Author(s): Zhang, YK (Zhang, Yakun); Li, WJ (Li, Weijun); Zhang, LP (Zhang, Liping); Ning, X (Ning, Xin); Sun, LJ (Sun, Linjun); Lu, YX (Lu, Yaxuan)

Source: CONCURRENCY AND COMPUTATION-PRACTICE & EXPERIENCE Volume: 34 Issue: 12 Special Issue: SI Article Number: e5697 DOI: 10.1002/cpe.5697 Published: MAY 30 2022

Abstract: In recent years, finger vein recognition has attracted more attention and research as a secure method of identification.

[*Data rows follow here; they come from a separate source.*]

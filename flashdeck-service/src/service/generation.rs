//! Flashcard generation workflows: topic-only and document-grounded.

use serde::Serialize;
use tokio_util::sync::CancellationToken;
use tracing::info;

use crate::error::{ProcessingError, ServiceError, ServiceResult};
use crate::generation::{FlashcardGenerator, GenerationRequest, validate_credential};
use crate::ingestion::{
    DocumentAggregator, DocumentReader, DocumentSummary, IngestionReport, SourceDocument,
    VisionExtractor, assemble_content,
};
use crate::models::NewFlashcard;
use crate::openai::ChatModel;
use crate::service::{FlashdeckService, UploadedFile};

/// Response for a document-grounded generation
#[derive(Debug, Serialize)]
pub struct DocumentFlashcards {
    pub request_id: String,
    pub flashcards: Vec<NewFlashcard>,
    pub documents: Vec<DocumentSummary>,
    /// Whether the combined document content was cut to fit the context budget
    pub truncated: bool,
}

impl<R: DocumentReader, M: ChatModel> FlashdeckService<R, M> {
    fn generator(&self) -> FlashcardGenerator<'_, M> {
        FlashcardGenerator::new(&self.model, &self.config.openai, &self.config.models)
    }

    fn check_count(&self, count: u32) -> ServiceResult<()> {
        let max = self.config.limits.max_flashcards_per_request;
        if count == 0 || count > max {
            return Err(ServiceError::InvalidRequest {
                message: format!("Flashcard count must be between 1 and {}", max),
            });
        }
        Ok(())
    }

    /// Generate flashcards about a topic for a deck.
    pub async fn generate_from_topic(
        &self,
        deck_id: i64,
        topic: &str,
        count: u32,
        include_hints: bool,
    ) -> ServiceResult<Vec<NewFlashcard>> {
        self.check_count(count)?;

        let request = GenerationRequest::from_topic(topic, count, include_hints);
        let cards = self.generator().generate(&request).await?;

        info!(deck_id = deck_id, cards = cards.len(), "Generated topic flashcards");
        Ok(cards
            .into_iter()
            .map(|card| card.into_new_flashcard(deck_id))
            .collect())
    }

    /// Run hybrid extraction over `documents` in order.
    pub async fn ingest_documents(
        &self,
        documents: &[SourceDocument],
        cancel: &CancellationToken,
    ) -> ServiceResult<IngestionReport> {
        let vision = VisionExtractor::new(&self.model, &self.config.models.vision);
        let aggregator = DocumentAggregator::new(&self.reader, &vision, &self.config.ingestion);
        Ok(aggregator.aggregate(documents, cancel).await?)
    }

    /// Stage uploaded PDFs and generate flashcards grounded in their content.
    pub async fn generate_from_documents(
        &self,
        deck_id: i64,
        files: &[UploadedFile],
        instructions: Option<&str>,
        count: u32,
        request_id: Option<String>,
    ) -> ServiceResult<DocumentFlashcards> {
        self.check_count(count)?;
        let batch = self.stage_uploads(files)?;
        let request_id = request_id.unwrap_or_else(|| uuid::Uuid::new_v4().to_string());

        self.generate_from_sources(deck_id, &batch.documents, instructions, count, &request_id)
            .await
    }

    /// Generate flashcards from documents already on disk.
    ///
    /// The credential is checked before any page is sent to the vision model.
    /// The request can be cancelled through [`FlashdeckService::cancel_generation`]
    /// until the generation call starts.
    pub async fn generate_from_sources(
        &self,
        deck_id: i64,
        documents: &[SourceDocument],
        instructions: Option<&str>,
        count: u32,
        request_id: &str,
    ) -> ServiceResult<DocumentFlashcards> {
        self.check_count(count)?;
        validate_credential(&self.config.openai)?;

        let registration = self.register_generation(request_id)?;
        let report = self.ingest_documents(documents, registration.token()).await?;

        if registration.token().is_cancelled() {
            return Err(ProcessingError::Cancelled {
                document_id: request_id.to_string(),
            }
            .into());
        }

        let assembled = assemble_content(
            report.render(),
            instructions,
            self.config.ingestion.max_content_chars,
        );
        let truncated = assembled.truncated;

        let cards = self
            .generator()
            .generate(&assembled.into_request(count))
            .await?;
        drop(registration);

        info!(
            request_id = %request_id,
            deck_id = deck_id,
            documents = documents.len(),
            cards = cards.len(),
            truncated = truncated,
            "Generated document flashcards"
        );

        Ok(DocumentFlashcards {
            request_id: request_id.to_string(),
            flashcards: cards
                .into_iter()
                .map(|card| card.into_new_flashcard(deck_id))
                .collect(),
            documents: report.summaries(),
            truncated,
        })
    }
}
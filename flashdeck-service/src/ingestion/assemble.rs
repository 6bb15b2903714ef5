//! Fit aggregated content into the generation context budget.

use tracing::info;

use crate::generation::GenerationRequest;

/// Appended to content cut at the character budget, after `TRUNCATION_SEPARATOR`.
pub const TRUNCATION_MARKER: &str = "[... content truncated due to length ...]";

const TRUNCATION_SEPARATOR: &str = "\n\n";

/// Source content ready for a document-grounded generation call.
#[derive(Debug, Clone, PartialEq, Eq)]
pub struct AssembledContent {
    pub source_content: String,
    pub user_instructions: Option<String>,
    pub truncated: bool,
}

impl AssembledContent {
    pub fn into_request(self, count: u32) -> GenerationRequest {
        GenerationRequest::from_documents(self.source_content, self.user_instructions, count)
    }
}

/// Truncate `content` to `max_chars` characters and attach the instructions.
///
/// Lengths are counted in characters, so a cut never splits a code point.
/// Instructions are passed through whole; blank instructions are dropped.
pub fn assemble_content(
    content: String,
    instructions: Option<&str>,
    max_chars: usize,
) -> AssembledContent {
    let user_instructions = instructions
        .map(str::trim)
        .filter(|text| !text.is_empty())
        .map(str::to_string);

    let (source_content, truncated) = match content.char_indices().nth(max_chars) {
        Some((cut, _)) => {
            info!(
                max_chars = max_chars,
                original_bytes = content.len(),
                "Truncating source content"
            );
            let mut truncated = content;
            truncated.truncate(cut);
            truncated.push_str(TRUNCATION_SEPARATOR);
            truncated.push_str(TRUNCATION_MARKER);
            (truncated, true)
        }
        None => (content, false),
    };

    AssembledContent {
        source_content,
        user_instructions,
        truncated,
    }
}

Convolutional neural networks have achieved great success in the field of finger vein recognition, yet they suffer from high computational complexity, large parameters, and other challenges. To solve these problems, we propose a Gabor convolutional neural network with receptive fields. We use Gabor filters with receptive field properties to design Gabor convolutional layers. Then we replace the conventional convolutional layer with the Gabor convolutional layer; analyze the influence of different loss functions, convolution kernel size, and feature size on the network model; and choose the most suitable model parameters and loss function. Finally, we systematically investigate comparative performance using AGCNN and CNNs in different finger vein databases. Experimental results show that the parameter complexity of AGCNN is significantly less than that of CNNs with a slight performance decrease.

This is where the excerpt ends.